Work order:
A single number is all that's needed: how many lines in the data contain the string "AtomicBool".

Saved entries:

···

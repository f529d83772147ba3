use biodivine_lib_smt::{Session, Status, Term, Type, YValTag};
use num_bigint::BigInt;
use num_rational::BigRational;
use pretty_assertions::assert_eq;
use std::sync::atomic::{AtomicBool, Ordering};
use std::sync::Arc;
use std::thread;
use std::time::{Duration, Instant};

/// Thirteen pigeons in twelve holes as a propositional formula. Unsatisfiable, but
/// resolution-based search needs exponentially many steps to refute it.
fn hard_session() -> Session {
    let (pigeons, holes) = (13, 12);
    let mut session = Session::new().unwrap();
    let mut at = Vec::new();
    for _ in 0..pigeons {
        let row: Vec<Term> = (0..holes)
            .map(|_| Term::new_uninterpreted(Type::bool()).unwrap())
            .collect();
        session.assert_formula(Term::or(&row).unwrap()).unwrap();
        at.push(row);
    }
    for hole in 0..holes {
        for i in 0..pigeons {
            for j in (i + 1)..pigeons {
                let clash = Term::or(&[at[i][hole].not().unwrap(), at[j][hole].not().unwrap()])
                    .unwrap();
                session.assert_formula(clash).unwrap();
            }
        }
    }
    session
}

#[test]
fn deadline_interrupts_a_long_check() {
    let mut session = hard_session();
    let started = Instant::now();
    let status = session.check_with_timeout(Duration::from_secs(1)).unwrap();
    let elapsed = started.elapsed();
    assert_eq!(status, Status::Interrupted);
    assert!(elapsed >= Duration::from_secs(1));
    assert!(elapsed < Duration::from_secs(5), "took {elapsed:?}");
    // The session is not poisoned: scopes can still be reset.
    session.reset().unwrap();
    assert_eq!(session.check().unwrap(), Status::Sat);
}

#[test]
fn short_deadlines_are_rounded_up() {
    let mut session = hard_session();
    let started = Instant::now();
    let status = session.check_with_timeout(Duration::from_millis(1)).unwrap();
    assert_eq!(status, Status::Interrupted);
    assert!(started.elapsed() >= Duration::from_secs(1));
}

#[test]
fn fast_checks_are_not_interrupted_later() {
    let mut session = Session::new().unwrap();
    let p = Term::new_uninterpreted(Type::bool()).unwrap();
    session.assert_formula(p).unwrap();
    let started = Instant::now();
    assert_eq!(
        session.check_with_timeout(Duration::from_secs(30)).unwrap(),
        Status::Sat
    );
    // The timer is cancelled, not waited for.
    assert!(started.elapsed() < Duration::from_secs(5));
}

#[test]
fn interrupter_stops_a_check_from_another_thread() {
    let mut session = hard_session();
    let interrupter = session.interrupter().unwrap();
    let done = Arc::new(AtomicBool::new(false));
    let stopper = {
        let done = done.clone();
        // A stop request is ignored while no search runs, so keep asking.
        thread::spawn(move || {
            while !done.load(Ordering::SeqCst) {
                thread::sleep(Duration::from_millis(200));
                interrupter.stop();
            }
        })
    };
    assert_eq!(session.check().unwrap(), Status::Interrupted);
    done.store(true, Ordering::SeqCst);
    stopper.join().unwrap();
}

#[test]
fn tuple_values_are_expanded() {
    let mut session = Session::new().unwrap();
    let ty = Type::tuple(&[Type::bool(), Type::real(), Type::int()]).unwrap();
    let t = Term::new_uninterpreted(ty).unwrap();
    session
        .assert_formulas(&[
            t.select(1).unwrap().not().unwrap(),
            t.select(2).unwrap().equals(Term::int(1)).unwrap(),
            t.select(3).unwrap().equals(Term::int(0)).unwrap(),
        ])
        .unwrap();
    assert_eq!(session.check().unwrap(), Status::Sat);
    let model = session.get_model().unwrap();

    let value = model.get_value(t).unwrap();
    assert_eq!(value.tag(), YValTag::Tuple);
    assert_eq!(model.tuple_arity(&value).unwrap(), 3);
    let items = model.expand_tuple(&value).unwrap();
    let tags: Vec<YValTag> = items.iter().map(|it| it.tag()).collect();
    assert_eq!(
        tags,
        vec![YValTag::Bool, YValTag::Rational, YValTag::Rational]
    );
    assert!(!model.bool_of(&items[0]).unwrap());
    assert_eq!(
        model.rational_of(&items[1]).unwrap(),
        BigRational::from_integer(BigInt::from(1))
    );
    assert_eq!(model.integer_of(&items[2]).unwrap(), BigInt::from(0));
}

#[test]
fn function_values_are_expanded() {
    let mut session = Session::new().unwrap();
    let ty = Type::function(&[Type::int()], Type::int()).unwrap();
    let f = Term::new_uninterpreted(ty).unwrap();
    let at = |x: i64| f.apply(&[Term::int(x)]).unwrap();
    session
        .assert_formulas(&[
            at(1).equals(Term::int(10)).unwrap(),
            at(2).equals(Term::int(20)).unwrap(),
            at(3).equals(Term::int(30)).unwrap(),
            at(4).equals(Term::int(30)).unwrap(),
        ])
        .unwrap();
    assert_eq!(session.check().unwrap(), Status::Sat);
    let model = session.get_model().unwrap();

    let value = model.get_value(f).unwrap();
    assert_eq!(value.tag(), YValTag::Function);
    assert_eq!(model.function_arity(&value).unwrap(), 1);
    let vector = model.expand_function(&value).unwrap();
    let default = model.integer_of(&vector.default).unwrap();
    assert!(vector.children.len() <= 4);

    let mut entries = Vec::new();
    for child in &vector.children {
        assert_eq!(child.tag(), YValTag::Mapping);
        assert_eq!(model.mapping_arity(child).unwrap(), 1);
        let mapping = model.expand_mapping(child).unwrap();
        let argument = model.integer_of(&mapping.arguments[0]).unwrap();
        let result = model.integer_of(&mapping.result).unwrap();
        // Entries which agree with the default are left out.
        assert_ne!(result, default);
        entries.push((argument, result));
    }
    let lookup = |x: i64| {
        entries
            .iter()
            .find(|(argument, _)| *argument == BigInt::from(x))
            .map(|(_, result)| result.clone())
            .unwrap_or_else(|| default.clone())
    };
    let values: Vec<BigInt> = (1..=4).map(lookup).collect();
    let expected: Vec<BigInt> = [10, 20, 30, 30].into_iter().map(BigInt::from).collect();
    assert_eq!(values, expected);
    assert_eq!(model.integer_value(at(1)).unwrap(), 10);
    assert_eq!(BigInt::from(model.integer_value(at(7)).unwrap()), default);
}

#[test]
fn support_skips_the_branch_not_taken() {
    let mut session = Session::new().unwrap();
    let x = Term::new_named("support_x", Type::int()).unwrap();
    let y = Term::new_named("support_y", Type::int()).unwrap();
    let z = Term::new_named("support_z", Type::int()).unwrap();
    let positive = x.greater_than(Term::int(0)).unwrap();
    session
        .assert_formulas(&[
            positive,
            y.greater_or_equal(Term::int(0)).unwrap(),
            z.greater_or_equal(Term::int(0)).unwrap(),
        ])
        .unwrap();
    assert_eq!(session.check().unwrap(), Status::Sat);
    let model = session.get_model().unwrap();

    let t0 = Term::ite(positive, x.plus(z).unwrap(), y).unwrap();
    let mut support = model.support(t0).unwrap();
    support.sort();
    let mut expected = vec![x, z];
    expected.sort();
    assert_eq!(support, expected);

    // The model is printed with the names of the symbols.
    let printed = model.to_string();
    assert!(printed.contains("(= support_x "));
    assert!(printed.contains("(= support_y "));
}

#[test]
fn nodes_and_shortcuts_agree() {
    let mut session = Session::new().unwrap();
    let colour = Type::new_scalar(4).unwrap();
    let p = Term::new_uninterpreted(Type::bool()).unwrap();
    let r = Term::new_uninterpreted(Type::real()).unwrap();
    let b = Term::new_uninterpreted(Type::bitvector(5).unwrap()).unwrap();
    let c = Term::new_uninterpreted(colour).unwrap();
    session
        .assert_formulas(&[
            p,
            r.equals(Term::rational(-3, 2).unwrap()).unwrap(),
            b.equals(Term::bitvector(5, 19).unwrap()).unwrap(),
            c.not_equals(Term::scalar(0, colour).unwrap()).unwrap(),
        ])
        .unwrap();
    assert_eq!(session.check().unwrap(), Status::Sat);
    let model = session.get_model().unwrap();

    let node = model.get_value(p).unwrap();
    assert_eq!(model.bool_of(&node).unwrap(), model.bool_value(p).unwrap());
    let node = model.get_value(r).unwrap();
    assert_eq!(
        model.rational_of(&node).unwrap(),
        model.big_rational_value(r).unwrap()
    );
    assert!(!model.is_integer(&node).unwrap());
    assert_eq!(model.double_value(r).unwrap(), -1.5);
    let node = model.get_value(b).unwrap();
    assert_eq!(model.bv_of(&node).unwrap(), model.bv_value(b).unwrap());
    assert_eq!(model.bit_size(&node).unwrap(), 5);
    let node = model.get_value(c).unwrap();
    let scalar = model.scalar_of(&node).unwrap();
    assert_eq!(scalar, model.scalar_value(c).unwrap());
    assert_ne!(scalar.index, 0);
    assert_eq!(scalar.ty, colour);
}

···

Exercise result:
2